### Assignment
Determine the number of lines in these entries that hold the word "extent". Give the number and nothing more.

### Provided data
::::
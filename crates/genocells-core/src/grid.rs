//! Toroidal grid of cell slots.

use serde::{Deserialize, Serialize};

use crate::WorldStateError;
use crate::cell::{Cell, Direction};

/// Wrap a possibly out-of-range coordinate onto an axis of `extent` slots.
#[must_use]
pub fn wrap(coord: i64, extent: u32) -> u32 {
    if extent == 0 {
        return 0;
    }
    coord.rem_euclid(i64::from(extent)) as u32
}

/// Row-major `width * height` array of cell slots with wraparound edges.
#[derive(Debug, Clone, Serialize, Deserialize, PartialEq)]
pub struct Grid {
    width: u32,
    height: u32,
    cells: Vec<Cell>,
}

impl Grid {
    /// Construct a grid of empty slots.
    pub fn new(width: u32, height: u32) -> Result<Self, WorldStateError> {
        if width == 0 || height == 0 {
            return Err(WorldStateError::InvalidConfig(
                "grid dimensions must be non-zero",
            ));
        }
        let count = (width as usize)
            .checked_mul(height as usize)
            .ok_or(WorldStateError::Allocation { cells: usize::MAX })?;
        let mut cells = Vec::new();
        cells
            .try_reserve_exact(count)
            .map_err(|_| WorldStateError::Allocation { cells: count })?;
        for idx in 0..count {
            let x = (idx % width as usize) as u32;
            let y = (idx / width as usize) as u32;
            cells.push(Cell::empty(x, y));
        }
        Ok(Self {
            width,
            height,
            cells,
        })
    }

    /// Rebuild a grid from row-major slots, restamping coordinates.
    pub fn from_cells(width: u32, height: u32, cells: Vec<Cell>) -> Result<Self, WorldStateError> {
        if width == 0 || height == 0 {
            return Err(WorldStateError::InvalidConfig(
                "grid dimensions must be non-zero",
            ));
        }
        if cells.len() != (width as usize) * (height as usize) {
            return Err(WorldStateError::InvalidConfig(
                "cell count does not match grid dimensions",
            ));
        }
        let mut grid = Self {
            width,
            height,
            cells,
        };
        for idx in 0..grid.cells.len() {
            let (x, y) = grid.coords(idx);
            grid.cells[idx].x = x;
            grid.cells[idx].y = y;
        }
        Ok(grid)
    }

    #[must_use]
    pub const fn width(&self) -> u32 {
        self.width
    }

    #[must_use]
    pub const fn height(&self) -> u32 {
        self.height
    }

    #[must_use]
    pub fn len(&self) -> usize {
        self.cells.len()
    }

    #[must_use]
    pub fn is_empty(&self) -> bool {
        self.cells.is_empty()
    }

    #[must_use]
    pub fn cells(&self) -> &[Cell] {
        &self.cells
    }

    /// Returns the flat index for `(x, y)` without bounds checks.
    #[inline]
    fn offset(&self, x: u32, y: u32) -> usize {
        (y as usize) * (self.width as usize) + (x as usize)
    }

    /// Coordinates of the slot at flat `index`.
    #[must_use]
    pub fn coords(&self, index: usize) -> (u32, u32) {
        let width = self.width as usize;
        ((index % width) as u32, (index / width) as u32)
    }

    /// Immutable access to a slot; `None` when out of bounds.
    #[must_use]
    pub fn get(&self, x: u32, y: u32) -> Option<&Cell> {
        if x < self.width && y < self.height {
            Some(&self.cells[self.offset(x, y)])
        } else {
            None
        }
    }

    /// Overwrite a slot. Out-of-bounds writes are ignored.
    ///
    /// The stored cell's coordinates are stamped with `(x, y)`.
    pub fn set(&mut self, x: u32, y: u32, mut cell: Cell) {
        if x >= self.width || y >= self.height {
            return;
        }
        cell.x = x;
        cell.y = y;
        let idx = self.offset(x, y);
        self.cells[idx] = cell;
    }

    /// Slot adjacent to `(x, y)` in `direction`, wrapped on both axes.
    #[must_use]
    pub fn neighbor(&self, x: u32, y: u32, direction: Direction) -> (u32, u32) {
        let (dx, dy) = direction.offset();
        (
            wrap(i64::from(x) + dx, self.width),
            wrap(i64::from(y) + dy, self.height),
        )
    }

    /// Number of alive cells (full scan).
    #[must_use]
    pub fn count_alive(&self) -> usize {
        self.cells.iter().filter(|cell| cell.is_alive()).count()
    }

    /// Number of corpses (full scan).
    #[must_use]
    pub fn count_corpses(&self) -> usize {
        self.cells.iter().filter(|cell| cell.is_corpse()).count()
    }

    /// Iterate over alive cells in row-major order.
    pub fn alive_cells(&self) -> impl Iterator<Item = &Cell> + '_ {
        self.cells.iter().filter(|cell| cell.is_alive())
    }

    /// Vacate every slot.
    pub fn clear(&mut self) {
        for idx in 0..self.cells.len() {
            let (x, y) = self.coords(idx);
            self.cells[idx] = Cell::empty(x, y);
        }
    }
}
::::
### Answer box
4